## Task brief
Each line that has the string "user" must be copied from the records below.

====

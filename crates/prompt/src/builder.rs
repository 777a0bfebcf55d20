//! Prompt builder for rendering templates.

use crate::types::{BuiltPrompt, BuiltPromptMetadata, PromptDefinition};
use crate::VAR_CONTEXT;
use aidoc_core::{AppError, AppResult};
use handlebars::Handlebars;
use std::collections::HashMap;

/// Build a prompt from a definition and input variables.
///
/// The definition's `behavior.tone` and `behavior.style` are added as the
/// `tone` and `style` variables unless the caller already set them. Both the
/// system and user templates are rendered with HTML escaping disabled.
///
/// # Example
/// ```
/// use aidoc_prompt::{build_prompt, medical_qa_default};
/// use std::collections::HashMap;
///
/// let mut vars = HashMap::new();
/// vars.insert("question".to_string(), "What is anemia?".to_string());
/// vars.insert("context".to_string(), String::new());
///
/// let built = build_prompt(&medical_qa_default(), vars).unwrap();
/// assert!(built.user.contains("What is anemia?"));
/// assert!(!built.metadata.context_included);
/// ```
pub fn build_prompt(
    definition: &PromptDefinition,
    mut variables: HashMap<String, String>,
) -> AppResult<BuiltPrompt> {
    tracing::debug!("Building prompt: {}", definition.id);

    variables
        .entry("tone".to_string())
        .or_insert_with(|| definition.behavior.tone.clone());
    variables
        .entry("style".to_string())
        .or_insert_with(|| definition.behavior.style.clone());

    let context_included = variables
        .get(VAR_CONTEXT)
        .is_some_and(|ctx| !ctx.trim().is_empty());

    let user = render_template(&definition.template, &variables)?;
    let system = definition
        .system
        .as_deref()
        .map(|template| render_template(template, &variables))
        .transpose()?;

    Ok(BuiltPrompt {
        system,
        user,
        metadata: BuiltPromptMetadata {
            source_prompt_id: definition.id.clone(),
            context_included,
            resolved_variables: variables,
        },
    })
}

/// Render a Handlebars template with variables.
fn render_template(template: &str, variables: &HashMap<String, String>) -> AppResult<String> {
    let mut handlebars = Handlebars::new();

    // Disable HTML escaping for plain text
    handlebars.register_escape_fn(handlebars::no_escape);

    handlebars
        .register_template_string("prompt", template)
        .map_err(|e| AppError::Prompt(format!("Failed to register template: {}", e)))?;

    let rendered = handlebars
        .render("prompt", variables)
        .map_err(|e| AppError::Prompt(format!("Failed to render template: {}", e)))?;

    Ok(rendered)
}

====

## Result of the task
/// system and user templates are rendered with HTML escaping disabled.
/// assert!(built.user.contains("What is anemia?"));
    let user = render_template(&definition.template, &variables)?;
        user,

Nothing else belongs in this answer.